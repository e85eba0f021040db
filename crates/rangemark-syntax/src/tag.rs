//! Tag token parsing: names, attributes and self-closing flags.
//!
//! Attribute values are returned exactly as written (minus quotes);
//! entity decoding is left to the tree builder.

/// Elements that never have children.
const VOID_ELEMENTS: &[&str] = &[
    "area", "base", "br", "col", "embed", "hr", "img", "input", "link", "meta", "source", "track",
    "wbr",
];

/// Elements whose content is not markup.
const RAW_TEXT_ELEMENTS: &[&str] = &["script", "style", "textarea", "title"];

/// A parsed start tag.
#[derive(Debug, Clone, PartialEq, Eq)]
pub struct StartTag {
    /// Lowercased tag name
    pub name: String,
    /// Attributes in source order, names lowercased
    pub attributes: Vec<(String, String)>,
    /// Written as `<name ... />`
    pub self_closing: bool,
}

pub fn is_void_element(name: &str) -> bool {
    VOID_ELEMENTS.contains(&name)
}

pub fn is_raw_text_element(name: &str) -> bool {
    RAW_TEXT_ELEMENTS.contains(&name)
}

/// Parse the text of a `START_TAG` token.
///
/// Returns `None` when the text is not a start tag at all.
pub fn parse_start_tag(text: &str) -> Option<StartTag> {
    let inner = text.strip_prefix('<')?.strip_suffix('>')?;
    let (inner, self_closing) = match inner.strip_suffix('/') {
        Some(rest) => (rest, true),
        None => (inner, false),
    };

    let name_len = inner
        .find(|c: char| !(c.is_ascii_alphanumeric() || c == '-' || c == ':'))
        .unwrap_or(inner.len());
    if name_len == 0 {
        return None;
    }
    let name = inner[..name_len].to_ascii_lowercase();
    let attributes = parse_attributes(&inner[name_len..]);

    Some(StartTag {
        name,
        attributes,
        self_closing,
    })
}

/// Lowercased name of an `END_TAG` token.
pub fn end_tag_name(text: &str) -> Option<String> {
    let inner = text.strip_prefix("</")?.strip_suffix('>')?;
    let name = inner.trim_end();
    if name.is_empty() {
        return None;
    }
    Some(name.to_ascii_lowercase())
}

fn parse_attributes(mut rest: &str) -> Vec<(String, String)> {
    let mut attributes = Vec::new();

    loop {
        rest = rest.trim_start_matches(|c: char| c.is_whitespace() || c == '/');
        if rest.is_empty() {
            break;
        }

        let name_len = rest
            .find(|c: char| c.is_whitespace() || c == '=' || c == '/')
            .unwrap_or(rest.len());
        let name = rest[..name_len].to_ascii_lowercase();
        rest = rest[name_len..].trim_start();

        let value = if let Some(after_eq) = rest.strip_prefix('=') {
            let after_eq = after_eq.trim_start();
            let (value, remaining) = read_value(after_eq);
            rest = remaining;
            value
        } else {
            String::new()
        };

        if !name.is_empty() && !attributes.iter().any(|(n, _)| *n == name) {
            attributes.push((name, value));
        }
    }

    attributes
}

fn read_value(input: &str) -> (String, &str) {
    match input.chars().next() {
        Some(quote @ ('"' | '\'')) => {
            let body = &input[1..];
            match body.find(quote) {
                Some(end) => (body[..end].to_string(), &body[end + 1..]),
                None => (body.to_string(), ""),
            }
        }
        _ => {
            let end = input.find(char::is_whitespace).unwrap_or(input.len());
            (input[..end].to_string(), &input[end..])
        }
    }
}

----------------

Task to complete:
Reproduce the listing above in its entirety, unchanged.

Answer space:
repository e85eba0f021040db
filename crates/rangemark-syntax/src/tag.rs
//! Tag token parsing: names, attributes and self-closing flags.
//!
//! Attribute values are returned exactly as written (minus quotes);
//! entity decoding is left to the tree builder.

/// Elements that never have children.
const VOID_ELEMENTS: &[&str] = &[
    "area", "base", "br", "col", "embed", "hr", "img", "input", "link", "meta", "source", "track",
    "wbr",
];

/// Elements whose content is not markup.
const RAW_TEXT_ELEMENTS: &[&str] = &["script", "style", "textarea", "title"];

/// A parsed start tag.
#[derive(Debug, Clone, PartialEq, Eq)]
pub struct StartTag {
    /// Lowercased tag name
    pub name: String,
    /// Attributes in source order, names lowercased
    pub attributes: Vec<(String, String)>,
    /// Written as `<name ... />`
    pub self_closing: bool,
}

pub fn is_void_element(name: &str) -> bool {
    VOID_ELEMENTS.contains(&name)
}

pub fn is_raw_text_element(name: &str) -> bool {
    RAW_TEXT_ELEMENTS.contains(&name)
}

/// Parse the text of a `START_TAG` token.
///
/// Returns `None` when the text is not a start tag at all.
pub fn parse_start_tag(text: &str) -> Option<StartTag> {
    let inner = text.strip_prefix('<')?.strip_suffix('>')?;
    let (inner, self_closing) = match inner.strip_suffix('/') {
        Some(rest) => (rest, true),
        None => (inner, false),
    };

    let name_len = inner
        .find(|c: char| !(c.is_ascii_alphanumeric() || c == '-' || c == ':'))
        .unwrap_or(inner.len());
    if name_len == 0 {
        return None;
    }
    let name = inner[..name_len].to_ascii_lowercase();
    let attributes = parse_attributes(&inner[name_len..]);

    Some(StartTag {
        name,
        attributes,
        self_closing,
    })
}

/// Lowercased name of an `END_TAG` token.
pub fn end_tag_name(text: &str) -> Option<String> {
    let inner = text.strip_prefix("</")?.strip_suffix('>')?;
    let name = inner.trim_end();
    if name.is_empty() {
        return None;
    }
    Some(name.to_ascii_lowercase())
}

fn parse_attributes(mut rest: &str) -> Vec<(String, String)> {
    let mut attributes = Vec::new();

    loop {
        rest = rest.trim_start_matches(|c: char| c.is_whitespace() || c == '/');
        if rest.is_empty() {
            break;
        }

        let name_len = rest
            .find(|c: char| c.is_whitespace() || c == '=' || c == '/')
            .unwrap_or(rest.len());
        let name = rest[..name_len].to_ascii_lowercase();
        rest = rest[name_len..].trim_start();

        let value = if let Some(after_eq) = rest.strip_prefix('=') {
            let after_eq = after_eq.trim_start();
            let (value, remaining) = read_value(after_eq);
            rest = remaining;
            value
        } else {
            String::new()
        };

        if !name.is_empty() && !attributes.iter().any(|(n, _)| *n == name) {
            attributes.push((name, value));
        }
    }

    attributes
}

fn read_value(input: &str) -> (String, &str) {
    match input.chars().next() {
        Some(quote @ ('"' | '\'')) => {
            let body = &input[1..];
            match body.find(quote) {
                Some(end) => (body[..end].to_string(), &body[end + 1..]),
                None => (body.to_string(), ""),
            }
        }
        _ => {
            let end = input.find(char::is_whitespace).unwrap_or(input.len());
            (input[..end].to_string(), &input[end..])
        }
    }
}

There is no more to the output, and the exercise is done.